The employee, who was not authorized to speak to reporters and requested anonymity, said there had been a drop of 10 to 15 percent in the number of people sleeping on trains at four end-of-line stations where evictions increased last week, although some of those people could have moved to other train lines.

Removing all encampments would require a substantial acceleration of an existing program of “cleanups,” in which teams of sanitation workers, police officers and outreach workers evict people from areas where they have set up camp.

“I’m telling my city agencies to do an analysis block by block, district by district, identify where the encampments are,” Mr. Adams said, “then execute a plan to give services to the people who are in the encampments, then to dismantle those encampments.”

The initiative will presumably be based on regulations detailed on a city web page, where an encampment is defined as “a structure to live under” — including mattresses, tents, tarps and camping setups. Such encampments and “obstructions” are not allowed, the rules say.

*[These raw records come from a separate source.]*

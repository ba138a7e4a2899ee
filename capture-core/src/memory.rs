//! Cross-turn agent memory
//!
//! Each agent owns one `AgentMemory` for the whole match. It is updated once
//! per decision tick, before the rotation is chosen, and read by evaluation.
//!
//! Update rules, in order:
//! 1. Vulnerability timers: a drop in the capsule count on a side restarts
//!    that side's window at `vulnerable_ticks`; otherwise both timers tick
//!    down by one, floored at zero.
//! 2. Stuck counter: incremented when the agent has not moved since the
//!    previous tick, reset to zero otherwise.
//! 3. Death inference: an agent died when it moved and now stands on its
//!    own spawn. Opponents are only judged when observable on both ticks.

use rustc_hash::FxHashMap;

use crate::config::TrackerConfig;
use crate::observation::{Action, AgentIndex, Observation, Position, Team};

/// Positions closer than this are the same spot
const SAME_SPOT_EPSILON: f64 = 1e-3;

/// What the tracker noticed on one tick
#[derive(Clone, Debug, Default, PartialEq, Eq)]
pub struct TickEvents {
    /// A capsule on the opponents' half was eaten this tick
    pub opponents_now_vulnerable: bool,
    /// A capsule on our own half was eaten this tick
    pub self_now_vulnerable: bool,
    pub self_died: bool,
    pub opponents_died: Vec<AgentIndex>,
    /// The stuck counter has reached the escape threshold
    pub stuck: bool,
}

/// Persistent per-match state owned by one search agent
#[derive(Clone, Debug)]
pub struct AgentMemory<O> {
    self_index: AgentIndex,
    team: Team,
    teammate: Option<AgentIndex>,
    opponents: Vec<AgentIndex>,
    spawn: Position,
    opponent_spawns: FxHashMap<AgentIndex, Position>,
    heading: Action,
    self_vulnerable_ticks: u32,
    opponents_vulnerable_ticks: u32,
    stuck_ticks: u32,
    previous: Option<O>,
    ticks: u32,
    deaths: u32,
    captures: u32,
}

/// True when an agent moved and landed exactly on its spawn
pub fn is_death(previous: Position, current: Position, spawn: Position) -> bool {
    !same_spot(previous, current) && same_spot(current, spawn)
}

fn same_spot(a: Position, b: Position) -> bool {
    a.distance_to(b) < SAME_SPOT_EPSILON
}

impl<O: Observation> AgentMemory<O> {
    /// Capture roster and spawn cells from the opening observation
    pub fn initialize(self_index: AgentIndex, observation: &O) -> Self {
        let team = observation.team_of(self_index);
        let teammate = observation
            .agents_on(team)
            .into_iter()
            .find(|&agent| agent != self_index);
        let opponents = observation.agents_on(team.opponent());

        let opponent_spawns = opponents
            .iter()
            .map(|&agent| (agent, Position::from(observation.spawn(agent))))
            .collect();

        Self {
            self_index,
            team,
            teammate,
            opponents,
            spawn: Position::from(observation.spawn(self_index)),
            opponent_spawns,
            heading: observation.facing(self_index),
            self_vulnerable_ticks: 0,
            opponents_vulnerable_ticks: 0,
            stuck_ticks: 0,
            previous: None,
            ticks: 0,
            deaths: 0,
            captures: 0,
        }
    }

    /// Apply one tick's update rules against the previous observation
    pub fn observe(&mut self, observation: &O, config: &TrackerConfig) -> TickEvents {
        let mut events = TickEvents::default();
        self.ticks += 1;
        self.heading = observation.facing(self.self_index);

        self.update_vulnerability(observation, config, &mut events);
        self.update_stuck(observation, config, &mut events);
        self.infer_deaths(observation, &mut events);

        events
    }

    /// Replace the one-tick lookback once the decision is made
    pub fn remember(&mut self, observation: O) {
        self.previous = Some(observation);
    }

    // ========================================================================
    // UPDATE RULES
    // ========================================================================

    fn update_vulnerability(
        &mut self,
        observation: &O,
        config: &TrackerConfig,
        events: &mut TickEvents,
    ) {
        let (theirs_dropped, ours_dropped) = match &self.previous {
            Some(previous) => (
                observation.capsules(self.team.opponent()).len()
                    < previous.capsules(self.team.opponent()).len(),
                observation.capsules(self.team).len() < previous.capsules(self.team).len(),
            ),
            None => (false, false),
        };

        if theirs_dropped {
            self.opponents_vulnerable_ticks = config.vulnerable_ticks;
            events.opponents_now_vulnerable = true;
        } else {
            self.opponents_vulnerable_ticks = self.opponents_vulnerable_ticks.saturating_sub(1);
        }

        if ours_dropped {
            self.self_vulnerable_ticks = config.vulnerable_ticks;
            events.self_now_vulnerable = true;
        } else {
            self.self_vulnerable_ticks = self.self_vulnerable_ticks.saturating_sub(1);
        }
    }

    fn update_stuck(&mut self, observation: &O, config: &TrackerConfig, events: &mut TickEvents) {
        if self.unmoved_since_previous(observation) {
            self.stuck_ticks += 1;
        } else {
            self.stuck_ticks = 0;
        }
        events.stuck = self.stuck_ticks >= config.stuck_threshold;
    }

    fn infer_deaths(&mut self, observation: &O, events: &mut TickEvents) {
        if self.self_died_since_previous(observation) {
            events.self_died = true;
            self.deaths += 1;
            // A respawned defender is no longer vulnerable
            self.self_vulnerable_ticks = 0;
        }

        for &opponent in &self.opponents {
            let spawn = match self.opponent_spawns.get(&opponent) {
                Some(spawn) => *spawn,
                None => continue,
            };
            if let (Some(before), Some(now)) =
                (self.previous_position(opponent), observation.position(opponent))
            {
                if is_death(before, now, spawn) {
                    events.opponents_died.push(opponent);
                }
            }
        }
        self.captures += events.opponents_died.len() as u32;
    }

    // ========================================================================
    // QUERIES
    // ========================================================================

    /// Death inference for self between the previous tick and `observation`
    pub fn self_died_since_previous(&self, observation: &O) -> bool {
        match (
            self.previous_position(self.self_index),
            observation.position(self.self_index),
        ) {
            (Some(before), Some(now)) => is_death(before, now, self.spawn),
            _ => false,
        }
    }

    /// True when self stands where it stood on the previous tick
    pub fn unmoved_since_previous(&self, observation: &O) -> bool {
        match (
            self.previous_position(self.self_index),
            observation.position(self.self_index),
        ) {
            (Some(before), Some(now)) => same_spot(before, now),
            _ => false,
        }
    }

    /// An agent's position on the previous tick, if it was observable
    pub fn previous_position(&self, agent: AgentIndex) -> Option<Position> {
        self.previous.as_ref().and_then(|p| p.position(agent))
    }

    pub fn previous(&self) -> Option<&O> {
        self.previous.as_ref()
    }

    pub fn self_index(&self) -> AgentIndex {
        self.self_index
    }

    pub fn team(&self) -> Team {
        self.team
    }

    pub fn teammate(&self) -> Option<AgentIndex> {
        self.teammate
    }

    pub fn opponents(&self) -> &[AgentIndex] {
        &self.opponents
    }

    /// Direction of self's last move as of the current tick
    pub fn heading(&self) -> Action {
        self.heading
    }

    pub fn spawn(&self) -> Position {
        self.spawn
    }

    pub fn opponent_spawn(&self, opponent: AgentIndex) -> Option<Position> {
        self.opponent_spawns.get(&opponent).copied()
    }

    pub fn self_vulnerable_ticks(&self) -> u32 {
        self.self_vulnerable_ticks
    }

    pub fn opponents_vulnerable_ticks(&self) -> u32 {
        self.opponents_vulnerable_ticks
    }

    pub fn self_vulnerable(&self) -> bool {
        self.self_vulnerable_ticks > 0
    }

    pub fn opponents_vulnerable(&self) -> bool {
        self.opponents_vulnerable_ticks > 0
    }

    pub fn stuck_ticks(&self) -> u32 {
        self.stuck_ticks
    }

    pub fn reset_stuck(&mut self) {
        self.stuck_ticks = 0;
    }

    /// Ticks observed so far
    pub fn ticks(&self) -> u32 {
        self.ticks
    }

    /// Inferred deaths of self so far
    pub fn deaths(&self) -> u32 {
        self.deaths
    }

    /// Inferred opponent deaths so far
    pub fn captures(&self) -> u32 {
        self.captures
    }
}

The Bowery in Manhattan, February 2020. Homeless people say such sweeps accomplish little more than chasing them from one spot to another. Credit…Anna Watts for The New York Times

In the first four weeks of January, the city conducted 133 cleanups, a little over half of them in Manhattan, according to information obtained via the Freedom of Information Act by the Urban Justice Center, an advocacy group.

Homeless people and advocates have said such sweeps accomplish little more than chasing people from one spot to another, upending already unstable lives. Historically, the cleanups have often involved throwing people’s belongings away, although officials have denied it.

Craig Hughes, a supervising social worker at the Urban Justice Center, said the mayor’s plan was an escalation of a longstanding city approach that “has always been an effort to hide homelessness rather than to get people housed” and that invariably “leaves people more precarious than they were beforehand.”

Though the vast majority of the roughly 50,000 New Yorkers who are homeless live in shelters, many people who sleep outdoors say they do so because they feel unsafe in shelters, or because they do not want to follow the system’s rules and curfews.

During the pandemic, many people have also avoided barrackslike group shelters for fear of contracting Covid-19. The cleanups flout Centers for Disease Control guidelines that say outdoor encampments should be left in place unless people are being moved to private rooms.

The January 2021 estimate found that about two-thirds of people living on the street were in Manhattan. The Bronx and Brooklyn ranked second and third.

Unlike the tent cities on the West Coast, New York does not have areas where hundreds of people camp together, although there are a few sites, mostly in out-of-the-way areas, with clusters of tents or shacks.